After deploying the K8s control plane/master as per the tutorial, you will see the following message displayed:

You should now deploy a pod network to the cluster.
Run "kubectl apply -f [podnetwork].yaml" with one of the options listed at:
  https://kubernetes.io/docs/concepts/cluster-administration/addons/

Until a network has been deployed, the control plane/master node stays in a NotReady state.

root@k8s-master-01:~# kubectl get nodes
NAME            STATUS     ROLES    AGE   VERSION
k8s-master-01   NotReady   master   66s   v1.16.3

You can see the reason for the NotReady via a kubectl describe of the node:

root@k8s-master-01:~# kubectl describe node k8s-master-01
Name:               k8s-master-01
Roles:              master
...

Conditions:
  Type             Status  LastHeartbeatTime                 LastTransitionTime                Reason                       Message
  ----             ------  -----------------                 ------------------                ------                       -------
  MemoryPressure   False   Fri, 06 Mar 2020 09:04:37 +0000   Fri, 06 Mar 2020 09:01:33 +0000   KubeletHasSufficientMemory   kubelet has sufficient memory available
  DiskPressure     False   Fri, 06 Mar 2020 09:04:37 +0000   Fri, 06 Mar 2020 09:01:33 +0000   KubeletHasNoDiskPressure     kubelet has no disk pressure
  PIDPressure      False   Fri, 06 Mar 2020 09:04:37 +0000   Fri, 06 Mar 2020 09:01:33 +0000   KubeletHasSufficientPID      kubelet has sufficient PID available
  Ready            False   Fri, 06 Mar 2020 09:04:37 +0000   Fri, 06 Mar 2020 09:01:33 +0000   KubeletNotReady              runtime network not ready: NetworkReady=false \
reason:NetworkPluginNotReady message:docker: network plugin is not ready: cni config uninitialized

We need to provide a CNI (Container Network Interface), and for the purposes of the tutorial, we have been using flannel.
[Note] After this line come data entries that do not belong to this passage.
// Copyright (c) 2024-2025 Peersync contributors
// Licensed under the MIT License. See LICENSE file for details.

use std::path::PathBuf;
use std::sync::Arc;
use std::time::Duration;

use anyhow::Result;
use clap::{Parser, Subcommand};
use colored::Colorize;
use tracing_subscriber::EnvFilter;

use peersync::{
    ClientConfig, ClientError, CommandDispatcher, DownloadRecord, DownloadStatus, HttpTransport,
    SearchResultEntry, ShareRecord,
};

/// Exit codes following sysexits.h conventions
mod exit_codes {
    /// Success - operation completed successfully
    pub const SUCCESS: i32 = 0;
    /// General error - the server rejected the request
    pub const ERROR: i32 = 1;
    /// Service unavailable - the gateway could not be reached
    pub const SERVICE_UNAVAILABLE: i32 = 69;
    /// Internal software error - protocol violation or unexpected condition
    pub const SOFTWARE: i32 = 70;
    /// Configuration error - invalid or missing config
    pub const CONFIG: i32 = 78;
}

use exit_codes::*;

#[derive(Parser)]
#[command(
    name = "peersync",
    version,
    about = "Search, download, and share files on a p2p network"
)]
struct Cli {
    /// Gateway URL (overrides config file and environment)
    #[arg(long, global = true)]
    server: Option<String>,

    /// Path to an alternate config file
    #[arg(long, global = true)]
    config: Option<PathBuf>,

    #[command(subcommand)]
    command: Command,
}

#[derive(Subcommand)]
enum Command {
    /// Search the shared catalog by filename substring
    Search {
        /// Filename or a substring of it
        query: String,
    },
    /// Start downloading a file found via search
    Download {
        /// The unique id reported by a search result
        unique_id: String,
        /// Destination path on this machine
        local_path: String,
    },
    /// List tracked downloads
    Downloads {
        /// Keep refreshing until no download is in progress
        #[arg(long)]
        watch: bool,
    },
    /// Stop and remove a download by its id
    Cancel {
        /// Server-assigned download id (see `peersync downloads`)
        id: String,
    },
    /// Publish a local file as a share
    Share {
        /// Path of the file to share
        path: String,
    },
    /// List published shares
    Shares,
    /// Stop sharing a file by its unique id
    Unshare {
        /// Share unique id (see `peersync shares`)
        unique_id: String,
    },
}

#[tokio::main]
async fn main() {
    tracing_subscriber::fmt()
        .with_env_filter(
            EnvFilter::try_from_default_env().unwrap_or_else(|_| EnvFilter::new("warn")),
        )
        .with_writer(std::io::stderr)
        .init();

    let cli = Cli::parse();
    let code = match run(cli).await {
        Ok(()) => SUCCESS,
        Err(err) => report_error(&err),
    };
    std::process::exit(code);
}

fn report_error(err: &anyhow::Error) -> i32 {
    eprintln!("{} {}", "[✗]".red(), err);
    match err.downcast_ref::<ClientError>() {
        Some(ClientError::Network(_)) => SERVICE_UNAVAILABLE,
        Some(ClientError::Business(_)) => ERROR,
        Some(ClientError::Protocol(_)) => SOFTWARE,
        None => {
            if err.to_string().contains("config") {
                CONFIG
            } else {
                ERROR
            }
        }
    }
}

async fn run(cli: Cli) -> Result<()> {
    let mut config = match &cli.config {
        Some(path) => ClientConfig::load_from(path)?,
        None => ClientConfig::load()?,
    };
    if let Some(server) = cli.server {
        config.server_url = server;
    }

    let transport = HttpTransport::new(&config.server_url)
        .with_request_timeout(config.request_timeout());
    let dispatcher = CommandDispatcher::new(Arc::new(transport), config.poll_interval());

    match cli.command {
        Command::Search { query } => {
            let results = dispatcher.search(&query).await?;
            print_search_results(&query, &results);
        }
        Command::Download {
            unique_id,
            local_path,
        } => {
            let records = dispatcher.start_download(&unique_id, &local_path).await?;
            println!("{} download started", "[✓]".green());
            print_downloads(&records);
        }
        Command::Downloads { watch } => {
            if watch {
                watch_downloads(&dispatcher, config.poll_interval()).await?;
            } else {
                let records = dispatcher.refresh_downloads().await?;
                print_downloads(&records);
            }
        }
        Command::Cancel { id } => {
            let records = dispatcher.stop_download(&id).await?;
            println!("{} download removed", "[✓]".green());
            print_downloads(&records);
        }
        Command::Share { path } => {
            let shares = dispatcher.publish_share(&path).await?;
            println!("{} now sharing {}", "[✓]".green(), path);
            print_shares(&shares);
        }
        Command::Shares => {
            let shares = dispatcher.refresh_shares().await?;
            print_shares(&shares);
        }
        Command::Unshare { unique_id } => {
            let shares = dispatcher.unpublish_share(&unique_id).await?;
            println!("{} share retracted", "[✓]".green());
            print_shares(&shares);
        }
    }

    dispatcher.shutdown();
    Ok(())
}

/// Refresh-and-render loop for `downloads --watch`. The first refresh arms
/// the tracker's poll chain; this loop only reads the view and exits once
/// the chain has quiesced.
async fn watch_downloads(
    dispatcher: &CommandDispatcher<HttpTransport>,
    interval: Duration,
) -> Result<()> {
    let mut records = dispatcher.refresh_downloads().await?;
    loop {
        println!(
            "{}",
            format!("as of {}", chrono::Local::now().format("%H:%M:%S")).dimmed()
        );
        print_downloads(&records);
        if !dispatcher.downloads_polling() {
            break;
        }
        tokio::time::sleep(interval).await;
        println!();
        records = dispatcher.downloads();
    }
    Ok(())
}

fn print_search_results(query: &str, results: &[SearchResultEntry]) {
    if results.is_empty() {
        println!("no files matching '{}'", query);
        return;
    }
    println!("{} result(s) for '{}':", results.len(), query);
    for entry in results {
        println!("  {}  {}", entry.unique_id.cyan(), entry.description);
    }
}

fn print_downloads(records: &[DownloadRecord]) {
    if records.is_empty() {
        println!("no tracked downloads");
        return;
    }
    for record in records {
        let status = match record.status {
            DownloadStatus::InProgress => record
                .progress
                .as_deref()
                .unwrap_or("in progress")
                .cyan(),
            DownloadStatus::Done => "done".green(),
            DownloadStatus::Failed => "failed".red(),
        };
        println!(
            "  {}  {:<30} {:<40} {}",
            record.id.cyan(),
            record.name,
            record.local_path,
            status
        );
    }
}

fn print_shares(shares: &[ShareRecord]) {
    if shares.is_empty() {
        println!("nothing shared");
        return;
    }
    for share in shares {
        println!("  {}  {}", share.unique_id.cyan(), share.local_path);
    }
}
However, with us using a newer version of Kubernetes, this is where things start to get interesting.

2. Changes to Flannel deployment in K8s 1.16.3

Let’s do the very first step from the tutorial and see what happens when we apply the kube-flannel yaml:

root@k8s-master-01:~# kubectl apply -f https://raw.githubusercontent.com/coreos/flannel/62e44c867a2846fefb68bd5f178daf4da3095ccb/Documentation/kube-flannel.yml
clusterrole.rbac.authorization.k8s.io/flannel created
clusterrolebinding.rbac.authorization.k8s.io/flannel created
serviceaccount/flannel created
configmap/kube-flannel-cfg created
unable to recognize "https://raw.githubusercontent.com/coreos/flannel/62e44c867a2846fefb68bd5f178daf4da3095ccb/Documentation/kube-flannel.yml": \
no matches for kind "PodSecurityPolicy" in version "extensions/v1beta1"
unable to recognize "https://raw.githubusercontent.com/coreos/flannel/62e44c867a2846fefb68bd5f178daf4da3095ccb/Documentation/kube-flannel.yml": \
no matches for kind "DaemonSet" in version "extensions/v1beta1"
unable to recognize "https://raw.githubusercontent.com/coreos/flannel/62e44c867a2846fefb68bd5f178daf4da3095ccb/Documentation/kube-flannel.yml": \
no matches for kind "DaemonSet" in version "extensions/v1beta1"
unable to recognize "https://raw.githubusercontent.com/coreos/flannel/62e44c867a2846fefb68bd5f178daf4da3095ccb/Documentation/kube-flannel.yml": \
no matches for kind "DaemonSet" in version "extensions/v1beta1"
unable to recognize "https://raw.githubusercontent.com/coreos/flannel/62e44c867a2846fefb68bd5f178daf4da3095ccb/Documentation/kube-flannel.yml": \
no matches for kind "DaemonSet" in version "extensions/v1beta1"
unable to recognize "https://raw.githubusercontent.com/coreos/flannel/62e44c867a2846fefb68bd5f178daf4da3095ccb/Documentation/kube-flannel.yml": \
no matches for kind "DaemonSet" in version "extensions/v1beta1"

root@k8s-master-01:~#

The errors above are as a result of API deprecation in Kubernetes 1.16. PodSecurityPolicy is now is the policy/v1beta API and DaemonSet is now in apps/v1 API. After downloading and making the appropriate changes to the kube-flannel.yaml, I ran it again.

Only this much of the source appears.